Data section: Begin

//! Reader for the prefix form produced by [`crate::ast_printer::AstPrinter`].
//!
//! Reading happens in two passes: the text is first split into a tree of
//! atoms, string literals and lists, which is then lowered into [`Stmt`] and
//! [`Expr`] nodes.  Every variable‑like node receives a fresh [`ExprId`]
//! (numbered from zero) so the result can be resolved and run like parser
//! output.  Synthesised tokens carry line 1.

use std::rc::Rc;

use log::debug;

use crate::error::{Result, TinyLangError};
use crate::expr::{Expr, ExprId, LiteralValue};
use crate::stmt::{FunctionDecl, Stmt};
use crate::token::{Token, TokenType};

const LINE: usize = 1;

#[derive(Debug, Clone, PartialEq)]
enum SExpr {
    Atom(String),
    Str(String),
    List(Vec<SExpr>),
}

/// Parse printed statements back into AST nodes.
pub fn read_program(text: &str) -> Result<Vec<Stmt>> {
    let forms: Vec<SExpr> = split_forms(text)?;

    debug!("Read {} top-level forms", forms.len());

    let mut reader = Reader { next_id: 0 };
    forms.iter().map(|form| reader.stmt(form)).collect()
}

// ────────────────────── pass one: text → tree ───────────────────────

fn split_forms(text: &str) -> Result<Vec<SExpr>> {
    let mut chars = text.chars().peekable();
    let mut stack: Vec<Vec<SExpr>> = vec![Vec::new()];

    while let Some(&c) = chars.peek() {
        match c {
            '(' => {
                chars.next();
                stack.push(Vec::new());
            }

            ')' => {
                chars.next();
                let list = stack.pop().filter(|_| !stack.is_empty());
                let (Some(list), Some(parent)) = (list, stack.last_mut()) else {
                    return Err(TinyLangError::read("Unbalanced ')'."));
                };
                parent.push(SExpr::List(list));
            }

            '"' => {
                chars.next();
                let mut s = String::new();
                loop {
                    match chars.next() {
                        Some('"') => break,
                        Some(ch) => s.push(ch),
                        None => return Err(TinyLangError::read("Unterminated string.")),
                    }
                }
                push_form(&mut stack, SExpr::Str(s))?;
            }

            c if c.is_whitespace() => {
                chars.next();
            }

            _ => {
                let mut atom = String::new();
                while let Some(&ch) = chars.peek() {
                    if ch.is_whitespace() || matches!(ch, '(' | ')' | '"') {
                        break;
                    }
                    atom.push(ch);
                    chars.next();
                }
                push_form(&mut stack, SExpr::Atom(atom))?;
            }
        }
    }

    match (stack.pop(), stack.is_empty()) {
        (Some(forms), true) => Ok(forms),
        _ => Err(TinyLangError::read("Unbalanced '('.")),
    }
}

fn push_form(stack: &mut [Vec<SExpr>], form: SExpr) -> Result<()> {
    stack
        .last_mut()
        .map(|top| top.push(form))
        .ok_or_else(|| TinyLangError::read("Unbalanced ')'."))
}

// ────────────────────── pass two: tree → AST ────────────────────────

struct Reader {
    next_id: u32,
}

impl Reader {
    fn fresh_id(&mut self) -> ExprId {
        let id = ExprId::new(self.next_id);
        self.next_id += 1;
        id
    }

    fn stmt(&mut self, form: &SExpr) -> Result<Stmt> {
        let SExpr::List(items) = form else {
            return Ok(Stmt::Expression(self.expr(form)?));
        };

        let Some(head) = items.first().and_then(atom) else {
            return Ok(Stmt::Expression(self.expr(form)?));
        };

        match (head, items.len()) {
            ("print", 2) => Ok(Stmt::Print(self.expr(&items[1])?)),

            ("let", 2) => Ok(Stmt::Let {
                name: self.name(&items[1])?,
                initializer: None,
            }),

            ("let", 3) => Ok(Stmt::Let {
                name: self.name(&items[1])?,
                initializer: Some(self.expr(&items[2])?),
            }),

            ("block", _) => Ok(Stmt::Block(self.stmts(&items[1..])?)),

            ("if", 3 | 4) => Ok(Stmt::If {
                condition: self.expr(&items[1])?,
                then_branch: Box::new(self.stmt(&items[2])?),
                else_branch: match items.get(3) {
                    Some(else_form) => Some(Box::new(self.stmt(else_form)?)),
                    None => None,
                },
            }),

            ("while", 3) => Ok(Stmt::While {
                condition: self.expr(&items[1])?,
                body: Box::new(self.stmt(&items[2])?),
            }),

            ("return", 1 | 2) => Ok(Stmt::Return {
                keyword: Token::new(TokenType::RETURN, "return", LINE),
                value: match items.get(1) {
                    Some(value) => Some(self.expr(value)?),
                    None => None,
                },
            }),

            // `(fn name (..) ..)` declares; `(fn (..) ..)` is a literal.
            ("fn", _) if matches!(items.get(1), Some(SExpr::Atom(_))) => {
                Ok(Stmt::Function(self.function(&items[1..], false)?))
            }

            ("class", _) => self.class(&items[1..]),

            _ => Ok(Stmt::Expression(self.expr(form)?)),
        }
    }

    fn stmts(&mut self, forms: &[SExpr]) -> Result<Vec<Stmt>> {
        forms.iter().map(|form| self.stmt(form)).collect()
    }

    fn class(&mut self, items: &[SExpr]) -> Result<Stmt> {
        let name: Token = self.name(items.first().ok_or_else(|| malformed("class"))?)?;

        let (superclass, rest) = match items.get(1).and_then(atom) {
            Some("<") => {
                let super_name = self.name(items.get(2).ok_or_else(|| malformed("class"))?)?;
                let superclass = Expr::Variable {
                    id: self.fresh_id(),
                    name: super_name,
                };
                (Some(superclass), &items[3..])
            }
            _ => (None, &items[1..]),
        };

        let mut methods: Vec<Rc<FunctionDecl>> = Vec::with_capacity(rest.len());
        for method in rest {
            let SExpr::List(parts) = method else {
                return Err(malformed("method"));
            };

            let decl = match (parts.first().and_then(atom), parts.get(1).and_then(atom)) {
                (Some("static"), Some("fn")) => self.function(&parts[2..], true)?,
                (Some("fn"), _) => self.function(&parts[1..], false)?,
                _ => return Err(malformed("method")),
            };
            methods.push(decl);
        }

        Ok(Stmt::Class {
            name,
            superclass,
            methods,
        })
    }

    /// `name (params..) body..`
    fn function(&mut self, items: &[SExpr], is_static: bool) -> Result<Rc<FunctionDecl>> {
        let name: Token = self.name(items.first().ok_or_else(|| malformed("fn"))?)?;
        let params: Vec<Token> = self.params(items.get(1))?;
        let body: Vec<Stmt> = self.stmts(items.get(2..).unwrap_or_default())?;

        Ok(Rc::new(FunctionDecl {
            name: Some(name),
            params,
            body,
            is_static,
        }))
    }

    fn params(&mut self, form: Option<&SExpr>) -> Result<Vec<Token>> {
        let Some(SExpr::List(names)) = form else {
            return Err(malformed("parameter list"));
        };

        names.iter().map(|name| self.name(name)).collect()
    }

    fn name(&mut self, form: &SExpr) -> Result<Token> {
        atom(form)
            .map(|name| Token::identifier(name, LINE))
            .ok_or_else(|| TinyLangError::read(format!("Expected a name, found {:?}.", form)))
    }

    fn expr(&mut self, form: &SExpr) -> Result<Expr> {
        match form {
            SExpr::Str(s) => Ok(Expr::Literal(LiteralValue::Str(s.clone()))),

            SExpr::Atom(a) => self.atom_expr(a),

            SExpr::List(items) => {
                let head: &str = items.first().and_then(atom).ok_or_else(|| malformed("list"))?;
                self.list_expr(head, &items[1..])
            }
        }
    }

    fn atom_expr(&mut self, a: &str) -> Result<Expr> {
        let expr = match a {
            "true" => Expr::Literal(LiteralValue::True),
            "false" => Expr::Literal(LiteralValue::False),
            "nil" => Expr::Literal(LiteralValue::Nil),
            "this" => Expr::This {
                id: self.fresh_id(),
                keyword: Token::new(TokenType::THIS, "this", LINE),
            },
            _ if a.trim_start_matches('-').starts_with(|c: char| c.is_ascii_digit()) => {
                let n: f64 = a
                    .parse()
                    .map_err(|_| TinyLangError::read(format!("Invalid number '{}'.", a)))?;
                Expr::Literal(LiteralValue::Number(n))
            }
            _ => Expr::Variable {
                id: self.fresh_id(),
                name: Token::identifier(a, LINE),
            },
        };

        Ok(expr)
    }

    fn list_expr(&mut self, head: &str, args: &[SExpr]) -> Result<Expr> {
        let expr = match (head, args) {
            ("group", [inner]) => Expr::Grouping(Box::new(self.expr(inner)?)),

            ("assign", [name, value]) => Expr::Assign {
                id: self.fresh_id(),
                name: self.name(name)?,
                value: Box::new(self.expr(value)?),
            },

            ("call", [callee, arguments @ ..]) => {
                let callee = self.expr(callee)?;
                let arguments = arguments
                    .iter()
                    .map(|arg| self.expr(arg))
                    .collect::<Result<Vec<Expr>>>()?;

                Expr::Call {
                    callee: Box::new(callee),
                    paren: Token::new(TokenType::RIGHT_PAREN, ")", LINE),
                    arguments,
                }
            }

            ("get", [object, name]) => Expr::Get {
                object: Box::new(self.expr(object)?),
                name: self.name(name)?,
            },

            ("set", [object, name, value]) => Expr::Set {
                object: Box::new(self.expr(object)?),
                name: self.name(name)?,
                value: Box::new(self.expr(value)?),
            },

            ("super", [method]) => Expr::Super {
                id: self.fresh_id(),
                keyword: Token::new(TokenType::SUPER, "super", LINE),
                method: self.name(method)?,
            },

            ("fn", [params, body @ ..]) => {
                let params = self.params(Some(params))?;
                let body = self.stmts(body)?;

                Expr::Function(Rc::new(FunctionDecl {
                    name: None,
                    params,
                    body,
                    is_static: false,
                }))
            }

            (op, [left, right]) => {
                let token_type = TokenType::from_operator(op)
                    .ok_or_else(|| TinyLangError::read(format!("Unknown operator '{}'.", op)))?;
                let is_logical = matches!(token_type, TokenType::AND | TokenType::OR);

                let left = Box::new(self.expr(left)?);
                let operator = Token::new(token_type, op, LINE);
                let right = Box::new(self.expr(right)?);

                if is_logical {
                    Expr::Logical {
                        left,
                        operator,
                        right,
                    }
                } else {
                    Expr::Binary {
                        left,
                        operator,
                        right,
                    }
                }
            }

            (op @ ("-" | "!"), [right]) => {
                let token_type = TokenType::from_operator(op)
                    .ok_or_else(|| TinyLangError::read(format!("Unknown operator '{}'.", op)))?;

                Expr::Unary {
                    operator: Token::new(token_type, op, LINE),
                    right: Box::new(self.expr(right)?),
                }
            }

            _ => return Err(malformed(head)),
        };

        Ok(expr)
    }
}

fn atom(form: &SExpr) -> Option<&str> {
    match form {
        SExpr::Atom(a) => Some(a.as_str()),
        _ => None,
    }
}

fn malformed(what: &str) -> TinyLangError {
    TinyLangError::read(format!("Malformed '{}' form.", what))
}

#[cfg(test)]
mod tests {
    use super::*;

    #[test]
    fn splits_nested_lists_and_strings() {
        let forms = split_forms(r#"(print (+ "a b" 1))"#).unwrap();

        assert_eq!(
            forms,
            vec![SExpr::List(vec![
                SExpr::Atom("print".into()),
                SExpr::List(vec![
                    SExpr::Atom("+".into()),
                    SExpr::Str("a b".into()),
                    SExpr::Atom("1".into()),
                ]),
            ])]
        );
    }

    #[test]
    fn rejects_unbalanced_input() {
        assert!(split_forms("(print 1").is_err());
        assert!(split_forms("print 1)").is_err());
        assert!(split_forms("(print \"oops)").is_err());
    }

    #[test]
    fn operator_arity_picks_node_kind() {
        let stmts = read_program("(- 1)\n(- 2 1)\n(and true nil)").unwrap();

        assert!(matches!(stmts[0], Stmt::Expression(Expr::Unary { .. })));
        assert!(matches!(stmts[1], Stmt::Expression(Expr::Binary { .. })));
        assert!(matches!(stmts[2], Stmt::Expression(Expr::Logical { .. })));
    }
}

Data section: End

- **Aim of the exercise**:
Which lines above contain the word "crate"? Copy each of them.

- **Exercise response**:
//! Reader for the prefix form produced by [`crate::ast_printer::AstPrinter`].
use crate::error::{Result, TinyLangError};
use crate::expr::{Expr, ExprId, LiteralValue};
use crate::stmt::{FunctionDecl, Stmt};
use crate::token::{Token, TokenType};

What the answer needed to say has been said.